Thule VeloCompact 925

  • Charge utile : 60 kg
  • Nombre de vélos : 3
  • Poids du porte-vélo : 17,3 kg
  • Compatibilité VAE : oui (jusqu’à environ 22 kg par vélo)
  • Basculement : pédale au pied
  • Antivol : intégré, clé Thule One-Key
  • Prise : 13 broches
  • Prix : environ 500 à 550 euros

Mottez A009P

  • Charge utile : 45 kg
  • Nombre de vélos : 3
  • Poids du porte-vélo : 14 kg
  • Compatibilité VAE : non recommandée au-delà de deux VAE légers
  • Basculement : goupille manuelle
  • Antivol : serrure basique à clé
  • Prise : 7 broches (adaptateur 13 broches nécessaire selon véhicule)
  • Prix : environ 180 à 220 euros

Verdict : ça dépend vraiment de ton usage

Si tu pars deux à trois fois par an avec trois vélos musculaires ou un VAE, si ton budget est serré, et si tu ranges ton porte-vélo au sec dans un garage entre deux trajets, le Mottez A009P fait largement le boulot. C’est un bon produit français, honnête, qui remplit sa mission et qui coûte deux fois et demie moins cher que le Thule.

Si tu pars quatre à six fois par an, si tu transportes régulièrement des VAE (le poids commence à compter), si tu veux pouvoir ouvrir ton coffre sans descendre les vélos, et si tu comptes garder ton porte-vélo dix à quinze ans, le Thule VeloCompact 925 est un investissement raisonnable. Ramené à l’année d’utilisation, l’écart de prix se dilue vite.

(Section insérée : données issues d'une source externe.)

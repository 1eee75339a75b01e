use std::sync::Arc;

use axum::extract::rejection::JsonRejection;
use axum::extract::State;
use axum::response::IntoResponse;
use axum::Json;
use serde_json::{json, Value};

use crate::chat::ChatRequest;
use crate::core::errors::ApiError;
use crate::state::AppState;

pub async fn chat(
    State(state): State<Arc<AppState>>,
    payload: Result<Json<ChatRequest>, JsonRejection>,
) -> Result<impl IntoResponse, ApiError> {
    let Json(request) = payload.map_err(|e| ApiError::BadRequest(e.body_text()))?;
    let turn = request.normalize(&state.config.session.default_key)?;

    let reply = state.chat.handle_turn(&turn.session_key, &turn.message).await?;

    let sources: Vec<Value> = reply
        .sources
        .iter()
        .map(|hit| {
            json!({
                "id": hit.passage.id,
                "content": hit.passage.content,
                "metadata": hit.passage.metadata,
                "rank": hit.rank,
                "score": hit.score,
            })
        })
        .collect();

    Ok(Json(json!({
        "reply": reply.reply,
        "thread_id": turn.session_key,
        "sources": sources,
    })))
}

Personnellement, après quinze ans d’allers-retours, j’ai les deux dans le garage. Le Thule pour les grandes vacances en famille avec les VAE, le Mottez pour prêter au beau-frère qui vient chercher ses vélos une fois par été. C’est la seule réponse honnête : ces deux porte-vélos ne jouent pas exactement dans la même catégorie, et il n’y a pas de perdant dans ce match. Il y a juste deux usages différents.

Un bon départ en vacances, c’est 80% de logistique et 20% de rosé. Dans cet ordre.